6 basic exercises that will help beginners get accustomed to the gym

A purchased fitness club membership is only half the battle. A lot of work will be waiting for you at the first training sessions. You will not only have to force yourself to exercise regularly, but also to get to know the machines better. Today we suggest trying a few basic full-body exercises to start with.

Margarita Gurtanova

Fitnesstrainer

The weight to work on the machines should be adequate and commensurate with your fitness level. The last 3-4 repetitions of the lift should be heavy. If you find it easy, increase the weight, and if you can’t finish the approach, decrease the weight.

Be sure to write down your working weight so you don’t forget during your next workout. It will also help you progress.

The first and important point that beginners forget about is warming up. It will prepare your muscles, ligaments and joints for work and avoid injuries.

Joint exercises

Technique

  • Stand up straight, put your feet shoulder-width apart, hands on your waist.
  • Tilt your head back and forth and left to right.
  • After that, perform shoulder rotations with your hands on your shoulders.
  • Now do pelvic rotations and tilts your torso forward and to the sides.
  • Then perform knee rotations: several times clockwise and several times counterclockwise.
  • Then warm up your feet: perform a circular rotation of each foot, putting your foot on the toe.

Warm-up can also be done on exercise machines. A light five-minute run on a treadmill or ellipsoid, an active ride on an exercise bike, and lifting on a stepper are perfect. Another warm-up option can be found in the article at the link.

Curls on an incline bench

Technique

  • Place the angle of the bench at 15 degrees. Lie on your back, fixing your legs with a roller. Hands behind your head.
  • Lift your shoulder blades and lower back off the bench on exhalation.
  • As you inhale, return to the starting position, first touching the bench with your lower back and then with your shoulder blades.
  • If you feel that your lower back is working more than your abs, perform the exercise in a shorter amplitude, lifting only your shoulder blades.

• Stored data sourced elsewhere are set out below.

//! Validated persistence of the dataset snapshot.
//!
//! The snapshot is encoded once, validated on those exact bytes, and only
//! then written. Writes go to a sibling temporary file that is renamed
//! into place, so a reader never sees a partial table.

use std::path::{Path, PathBuf};

use flood_risk_dataset_models::DailyObservation;

use crate::DatasetError;
use crate::table::{Table, encode_observations};
use crate::validate::validate_table;

/// Outcome of a successful write.
#[derive(Debug, Clone, PartialEq, Eq)]
pub struct WriteSummary {
    /// Data rows written.
    pub rows: usize,
    /// Bytes written.
    pub bytes: usize,
    /// Final file path.
    pub path: PathBuf,
}

/// Fails with every violation if the table is not valid.
///
/// # Errors
///
/// Returns [`DatasetError::Validation`] listing all violations.
pub fn ensure_valid(table: &Table) -> Result<(), DatasetError> {
    let violations = validate_table(table);
    if violations.is_empty() {
        Ok(())
    } else {
        for violation in &violations {
            log::error!("Validation failed: {violation}");
        }
        Err(DatasetError::Validation(violations))
    }
}

/// Encodes, validates, and writes observations to `path`.
///
/// Rows are written in the order given. On any violation nothing is
/// written.
///
/// # Errors
///
/// Returns [`DatasetError::Validation`] if the encoded table is invalid,
/// or an I/O or CSV error if encoding or writing fails.
pub fn write_validated(
    rows: &[DailyObservation],
    path: &Path,
) -> Result<WriteSummary, DatasetError> {
    let bytes = encode_observations(rows)?;
    let table = Table::from_reader(bytes.as_slice())?;
    ensure_valid(&table)?;

    if let Some(parent) = path.parent().filter(|p| !p.as_os_str().is_empty()) {
        std::fs::create_dir_all(parent).map_err(|e| DatasetError::Io {
            path: parent.display().to_string(),
            source: e,
        })?;
    }

    let tmp_path = temporary_path(path);
    std::fs::write(&tmp_path, &bytes).map_err(|e| DatasetError::Io {
        path: tmp_path.display().to_string(),
        source: e,
    })?;
    if let Err(e) = std::fs::rename(&tmp_path, path) {
        if let Err(cleanup) = std::fs::remove_file(&tmp_path) {
            log::warn!("Failed to remove {}: {cleanup}", tmp_path.display());
        }
        return Err(DatasetError::Io {
            path: path.display().to_string(),
            source: e,
        });
    }

    log::info!("Wrote {} rows ({} bytes) to {}", table.len(), bytes.len(), path.display());

    Ok(WriteSummary {
        rows: table.len(),
        bytes: bytes.len(),
        path: path.to_path_buf(),
    })
}

/// Reads and validates a persisted dataset.
///
/// # Errors
///
/// Returns [`DatasetError::MissingInput`] if the file does not exist,
/// [`DatasetError::Validation`] if it fails validation, or a CSV error
/// if a row cannot be decoded.
pub fn read_dataset(path: &Path) -> Result<Vec<DailyObservation>, DatasetError> {
    let table = Table::from_path(path)?;
    ensure_valid(&table)?;
    let rows = table.deserialize()?;
    log::debug!("Read {} rows from {}", table.len(), path.display());
    Ok(rows)
}

fn temporary_path(path: &Path) -> PathBuf {
    let mut name = path
        .file_name()
        .map(std::ffi::OsStr::to_os_string)
        .unwrap_or_default();
    name.push(".tmp");
    path.with_file_name(name)
}

#[cfg(test)]
mod tests {
    use super::*;
    use chrono::NaiveDate;
    use flood_risk_neighborhood_models::NeighborhoodCategory;

    fn scratch_path(name: &str) -> PathBuf {
        let dir = std::env::temp_dir()
            .join(format!("flood_risk_store_{}_{name}", std::process::id()));
        std::fs::create_dir_all(&dir).unwrap();
        dir.join("dataset.csv")
    }

    fn observation(day: u32) -> DailyObservation {
        DailyObservation {
            date: NaiveDate::from_ymd_opt(2024, 7, day).unwrap(),
            neighborhood: "Coelhos".to_string(),
            lat: -8.0636,
            lon: -34.8717,
            altitude: 3,
            vulnerability: 0.72,
            population_density: 14_300,
            rainfall_mm: 40.25,
            tide_m: 1.812,
            occurrences: 4,
            category: NeighborhoodCategory::Riverside,
        }
    }

    #[test]
    fn writes_and_reads_back() {
        let path = scratch_path("roundtrip");
        let rows = vec![observation(1), observation(2)];
        let summary = write_validated(&rows, &path).unwrap();
        assert_eq!(summary.rows, 2);
        assert!(!temporary_path(&path).exists());
        assert_eq!(read_dataset(&path).unwrap(), rows);
        std::fs::remove_file(&path).unwrap();
    }

    #[test]
    fn invalid_rows_are_not_persisted() {
        let path = scratch_path("invalid");
        let _ = std::fs::remove_file(&path);
        let rows = vec![observation(1), observation(1)];
        let err = write_validated(&rows, &path).unwrap_err();
        assert!(matches!(err, DatasetError::Validation(ref v) if v.len() == 1));
        assert!(!path.exists());
    }

    #[test]
    fn reading_a_missing_file_fails() {
        let err = read_dataset(Path::new("/nonexistent/flood_risk/dataset.csv")).unwrap_err();
        assert!(matches!(err, DatasetError::MissingInput { .. }));
    }

    #[test]
    fn failed_rename_leaves_no_temporary_file() {
        let path = scratch_path("rename");
        let _ = std::fs::remove_file(&path);
        std::fs::create_dir_all(path.join("occupied")).unwrap();

        let err = write_validated(&[observation(1)], &path).unwrap_err();

        assert!(matches!(err, DatasetError::Io { .. }));
        assert!(!temporary_path(&path).exists());
        assert!(path.is_dir());
        std::fs::remove_dir_all(&path).unwrap();
    }
}
#![cfg_attr(feature = "fail-on-warnings", deny(warnings))]
#![warn(clippy::all, clippy::pedantic, clippy::nursery, clippy::cargo)]
#![allow(clippy::multiple_crate_versions, clippy::cargo_common_metadata)]

//! Post-hoc analysis of persisted flood datasets.
//!
//! Loads a validated dataset and computes summary statistics, a weighted
//! neighborhood ranking, and the distribution of rows across
//! categorical risk levels.

pub mod ranking;
pub mod summary;

use std::path::Path;

use flood_risk_dataset::DatasetError;
use flood_risk_dataset_models::DailyObservation;
use flood_risk_risk::InputError;
use thiserror::Error;

pub use ranking::{rank_neighborhoods, risk_level_distribution};
pub use summary::summarize;

/// Errors that can occur during analytics operations.
#[derive(Debug, Error)]
pub enum AnalyticsError {
    /// Reading or validating the dataset failed.
    #[error(transparent)]
    Dataset(#[from] DatasetError),

    /// A row cannot be scored by the risk index.
    #[error("Cannot score row: {0}")]
    Input(#[from] InputError),

    /// The dataset has no rows.
    #[error("Dataset has no rows")]
    EmptyDataset,
}

/// Loads a persisted dataset, validating it first.
///
/// # Errors
///
/// Returns [`AnalyticsError::Dataset`] if the file is missing, invalid,
/// or cannot be decoded.
pub fn read_dataset(path: &Path) -> Result<Vec<DailyObservation>, AnalyticsError> {
    let rows = flood_risk_dataset::read_dataset(path)?;
    log::info!("Loaded {} rows from {}", rows.len(), path.display());
    Ok(rows)
}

Do three approaches of 20 repetitions.

Boat

Technique

  • Lie face down on the mat, arms stretched out in front of you, one hand cover the other.
  • Inhale, exhale and lift your legs and arms up as high as possible. Keep your gaze straight ahead.
  • At the top point hold for 1-2 seconds.
  • As you inhale, lower yourself down.

Do three approaches of 20 times. If you feel tension in the lower back, perform a light stretch.

Leg press

Technique

  • Lie down on the simulator, rest your feet on the platform, turn your toes 15-20 degrees.
  • As you exhale, remove the platform from the locks.
  • Take a deep breath and lower the platform to yourself.
  • Inhale powerfully and push the platform up.
  • Keep your knees together and keep your glutes up. At the top point, do not fully extend your knees.

Perform three sets of 15 repetitions.

Bending legs lying down

Technique

  • Adjust the position of the bottom roll according to your height. Lie face down on the machine with your ankles under the rollers.
  • Your knees are not on the bench, but slightly below it, with the curve of the bench at your waistline.
  • As you exhale, pull the roller up to your buttocks, bending your knees, and as you inhale, lower your legs down.

Do three approaches of 15 repetitions.

Rest 1-2 minutes between lower body exercises and 30-40 seconds between upper body exercises.

Upper block pull

Technique

  • Adjust the leg locking roller to your height.
  • Grasp the handle with a grip slightly wider than shoulder width, sit with your feet under the roller.
  • Keep your back straight with your lower back flexed and your body slightly forward.
  • At the top point, you do not need to fully extend your elbows.
  • As you exhale, lower the handle down to the shoulder blades, staying in the lower point for 1-2 seconds.
  • As you inhale, return to the starting position.

Perform three approaches of 15 repetitions.

Hamstring curls

Execution technique

  • Sit in the trainer, press your shoulder blades against the bench, but keep the lower back flexed. Grasp the handles with your hands.
  • As you exhale, push the handles forward and up.
  • As you inhale, return to the starting position.
  • Keep your shoulders forward and keep your back straight. Keep your elbows turned, do not press them to the body.

Do three approaches of 15 times.

Training is over. For detailed exercises and coach’s comments, see the video.

This workout will help you start your way in sports, check your physical fitness and understand the basic training equipment.